At the start of the pandemic, I was a full time freelance journalist. I always had work to do for various different magazines. I rarely took time off, unless it was a planned holiday. I’ve been very lucky that in over 25 years of freelancing, I have always had work. When the lockdown was announced, one of my employers, a regional publisher, emailed me immediately to say that I shouldn’t do any more work for him until we knew what was going to happen. It was a big contract – 50 per cent of my business and it was a massive blow, especially as it happened overnight. At first I hoped the work might come back, but over recent weeks, it became clear that I, like many other people in my industry and others, would never be getting that contract back.
I need to work, so I had to look for other things to do. I have always loved art and craft, ever since I was a small child, and it’s been something that I have been able to incorporate in my writing work in a minor way. I started posting lots of my projects on Instagram on a daily basis, just as a way of keeping focused and busy. Someone in the town where I live saw these and asked if I’d ever considered teaching art, and if so, would I like to run some Zoom workshops for the charity that she works for. I had never used Zoom, or taught arts and crafts, but I thought, why not? Now is the time to take some new opportunities if ever there was one. I was booked for four classes and so far I’ve covered simple printing, flower pounding, making books and paper collaging.
Every other Tuesday, I have been setting up my table, my laptop and my coffee, assembling the kit and teaching for an hour. This is my potato printing station.

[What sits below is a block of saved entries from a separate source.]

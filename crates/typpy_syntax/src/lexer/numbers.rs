//! Numeric literal scanning: integers (decimal, hex, octal, binary), floats and imaginary literals.

use super::Lexer;
use super::tokens::TokenKind;
use crate::ast::Span;
use crate::diagnostics::CompileError;

impl<'a> Lexer<'a> {
    pub(super) fn scan_number(&mut self, start: usize, first: char) {
        if first == '0' {
            let radix = match self.peek() {
                Some('x' | 'X') => Some(16),
                Some('o' | 'O') => Some(8),
                Some('b' | 'B') => Some(2),
                _ => None,
            };
            if let Some(radix) = radix {
                self.advance();
                self.scan_radix_int(start, radix);
                return;
            }
        }

        let mut value = String::from(first);
        let mut is_float = first == '.';

        self.take_digits(&mut value);

        // Decimal part (`1.5`, `1.`), but not `1..` or `1.attr`
        if !is_float && self.peek() == Some('.') && !self.peek_next().is_some_and(|c| c == '.' || c.is_ascii_alphabetic() || c == '_')
        {
            is_float = true;
            value.push('.');
            self.advance();
            self.take_digits(&mut value);
        }

        // Exponent part
        if matches!(self.peek(), Some('e' | 'E')) {
            is_float = true;
            value.push('e');
            self.advance();
            if let Some(sign @ ('+' | '-')) = self.peek() {
                value.push(sign);
                self.advance();
            }
            self.take_digits(&mut value);
        }

        let imaginary = matches!(self.peek(), Some('j' | 'J'));
        if imaginary {
            self.advance();
        }

        if is_float || imaginary {
            match value.parse::<f64>() {
                Ok(f) if imaginary => self.add_token(TokenKind::Imaginary(f), start),
                Ok(f) => self.add_token(TokenKind::Float(f), start),
                Err(_) => self.invalid_literal("float", &value, start),
            }
        } else {
            match value.parse::<i64>() {
                Ok(i) => self.add_token(TokenKind::Int(i), start),
                Err(_) => self.invalid_literal("integer", &value, start),
            }
        }
    }

    fn take_digits(&mut self, value: &mut String) {
        while let Some(c) = self.peek() {
            if c.is_ascii_digit() || c == '_' {
                if c != '_' {
                    value.push(c);
                }
                self.advance();
            } else {
                break;
            }
        }
    }

    fn scan_radix_int(&mut self, start: usize, radix: u32) {
        let mut digits = String::new();
        while let Some(c) = self.peek() {
            if c.is_digit(radix) || c == '_' {
                if c != '_' {
                    digits.push(c);
                }
                self.advance();
            } else {
                break;
            }
        }
        match i64::from_str_radix(&digits, radix) {
            Ok(i) => self.add_token(TokenKind::Int(i), start),
            Err(_) => {
                let text = self.source[start..self.current_pos].to_string();
                self.invalid_literal("integer", &text, start);
            }
        }
    }

    fn invalid_literal(&mut self, what: &str, text: &str, start: usize) {
        self.errors.push(CompileError::syntax(
            format!("Invalid {} literal: {}", what, text),
            Span::new(start, self.current_pos),
        ));
    }
}
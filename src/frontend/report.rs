//! Located diagnostics and their terminal rendering.
//!
//! A [`TypingError`] is a [`CompileError`] resolved against its file: 1-based line, 0-based
//! column and, when the underlined span stays on one line, an end column. Rendering with source
//! context goes through `miette`'s graphical handler.

use std::collections::HashMap;
use std::fmt;
use std::fs;
use std::io;
use std::path::{Path, PathBuf};

use miette::{Diagnostic, GraphicalReportHandler, GraphicalTheme, LabeledSpan, NamedSource};

use crate::frontend::ast::Span;
use crate::frontend::diagnostics::{CompileError, ErrorKind, LineIndex};

/// A diagnostic located in a file.
#[derive(Debug, Clone, PartialEq)]
pub struct TypingError {
    pub file: PathBuf,
    pub line: usize,
    pub column: usize,
    pub end_column: Option<usize>,
    pub span: Span,
    pub kind: ErrorKind,
    pub message: String,
    /// Short message shown next to the underline.
    pub code_message: Option<String>,
    pub notes: Vec<String>,
    pub hints: Vec<String>,
}

impl TypingError {
    pub fn from_compile_error(file: &Path, index: &LineIndex, error: CompileError) -> Self {
        let (line, column) = index.line_col(error.span.start);
        let (end_line, end_column) = index.line_col(error.span.end);
        let end_column = (end_line == line && end_column > column).then_some(end_column);
        Self {
            file: file.to_path_buf(),
            line,
            column,
            end_column,
            span: error.span,
            kind: error.kind,
            message: error.message,
            code_message: error.label,
            notes: error.notes,
            hints: error.hints,
        }
    }

    /// A file that could not be read at all.
    pub fn unreadable(file: &Path, err: &io::Error) -> Self {
        Self {
            file: file.to_path_buf(),
            line: 1,
            column: 0,
            end_column: None,
            span: Span::default(),
            kind: ErrorKind::Syntax,
            message: format!("Cannot read file: {}", err),
            code_message: None,
            notes: Vec::new(),
            hints: Vec::new(),
        }
    }

    /// Render with a source snippet and the inline label.
    pub fn render(&self, source: &str, color: bool) -> String {
        let start = self.span.start.min(source.len());
        let len = self.span.end.min(source.len()).saturating_sub(start);
        let help = (!self.hints.is_empty() || !self.notes.is_empty())
            .then(|| self.notes.iter().chain(&self.hints).cloned().collect::<Vec<_>>().join("\n"));
        let report = Report {
            message: format!("{}: {}", self.kind, self.message),
            source_code: NamedSource::new(self.file.display().to_string(), source.to_string()),
            labels: vec![LabeledSpan::new(self.code_message.clone(), start, len)],
            help,
        };

        let theme = if color {
            GraphicalTheme::unicode()
        } else {
            GraphicalTheme::unicode_nocolor()
        };
        let mut out = String::new();
        if GraphicalReportHandler::new_themed(theme)
            .render_report(&mut out, &report)
            .is_err()
        {
            return self.to_string();
        }
        out
    }
}

/// `file:line:column: message`, with a 1-based column as editors expect.
impl fmt::Display for TypingError {
    fn fmt(&self, f: &mut fmt::Formatter<'_>) -> fmt::Result {
        write!(
            f,
            "{}:{}:{}: {}",
            self.file.display(),
            self.line,
            self.column + 1,
            self.message
        )
    }
}

#[derive(Debug, thiserror::Error, Diagnostic)]
#[error("{message}")]
struct Report {
    message: String,
    #[source_code]
    source_code: NamedSource<String>,
    #[label(collection)]
    labels: Vec<LabeledSpan>,
    #[help]
    help: Option<String>,
}

/// Print every error to stderr followed by a summary line.
///
/// With `with_context`, each error is rendered with its source snippet; files that cannot be read
/// back fall back to the one-line form.
pub fn print_errors(errors: &[TypingError], with_context: bool) {
    let mut sources: HashMap<&Path, Option<String>> = HashMap::new();
    for error in errors {
        if with_context {
            let source = sources
                .entry(error.file.as_path())
                .or_insert_with(|| fs::read_to_string(&error.file).ok());
            if let Some(source) = source {
                eprintln!("{}", error.render(source, true));
                continue;
            }
        }
        eprintln!("{}", error);
    }
    eprintln!("{}", summary(errors));
}

/// `Found 3 errors in 2 files`
pub fn summary(errors: &[TypingError]) -> String {
    let files = errors
        .iter()
        .map(|e| e.file.as_path())
        .collect::<std::collections::HashSet<_>>()
        .len();
    format!(
        "Found {} error{} in {} file{}",
        errors.len(),
        if errors.len() == 1 { "" } else { "s" },
        files,
        if files == 1 { "" } else { "s" }
    )
}

#[cfg(test)]
mod tests {
    use super::*;

    fn located(source: &str, error: CompileError) -> TypingError {
        TypingError::from_compile_error(Path::new("demo.py"), &LineIndex::new(source), error)
    }

    #[test]
    fn test_location_from_span() {
        let source = "x = 1\nadd(1, 2, 3)\n";
        let error = located(
            source,
            CompileError::new(ErrorKind::ArityMismatch, "too many", Span::new(16, 17)),
        );
        assert_eq!((error.line, error.column, error.end_column), (2, 10, Some(11)));
        assert_eq!(error.to_string(), "demo.py:2:11: too many");
    }

    #[test]
    fn test_multiline_span_has_no_end_column() {
        let source = "if x:\n    pass\n";
        let error = located(source, CompileError::new(ErrorKind::Syntax, "bad", Span::new(0, 12)));
        assert_eq!(error.end_column, None);
    }

    #[test]
    fn test_summary_counts_files() {
        let source = "x\n";
        let mut a = located(source, CompileError::syntax("a", Span::new(0, 1)));
        let b = a.clone();
        assert_eq!(summary(&[a.clone()]), "Found 1 error in 1 file");
        a.file = PathBuf::from("other.py");
        assert_eq!(summary(&[a, b]), "Found 2 errors in 2 files");
    }

    #[test]
    fn test_render_with_snippet() {
        let source = "var: int = 'string'\n";
        let error = located(
            source,
            CompileError::new(
                ErrorKind::TypeMismatch,
                "Expected 'int' in assignment to 'var', found 'str'.",
                Span::new(0, 19),
            )
            .with_label("'var' has type 'int'"),
        );
        let rendered = error.render(source, false);
        assert!(rendered.contains("type mismatch: Expected 'int' in assignment to 'var', found 'str'."));
        assert!(rendered.contains("demo.py:1:1"));
        assert!(rendered.contains("'var' has type 'int'"));
    }
}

As I’ve said before on my blog, painting and drawing is one of my coping mechanisms. In the past it has helped to keep me going through bouts of chronic illness. It has certainly kept me on the level in recent weeks. If I began to have worrying thoughts, I would stay up early or late to find some silence and solitude, where I could paint and draw the flowers that I love. I began to post my paintings on Instagram and Twitter, resulting in some unexpected sales and commissions. This is continuing and it’s something I am looking to expand further.
These two pictures are of flowers that I’ve grown in the garden from seeds, and turned into small oil paintings. The little striped Rye Pottery jars came from a charity shop last year. Everything I am doing seems a part of the same circle. These pictures sold very quickly and now I am doing some more for people who have requested them. It seems to be bringing something positive out of a potentially negative situation.
I’ve also started writing a novel. I’m not sure how that will pan out – it’s really not an easy thing to do, and I’ve considered giving up several times, but we shall see. Currently, I’m 35,000 words in. Of course, it has a garden theme. No surprises there!
I’m sure there will be hard times ahead: there are strong predictions of second waves of Covid 19, and of life never returning back to the way it was. The reality is that none of us knows. I’ve found a way to get through for now. It might change again. Until then you’ll either find me at the laptop, downstairs in the kitchen with paint everywhere, or failing that – watering the garden.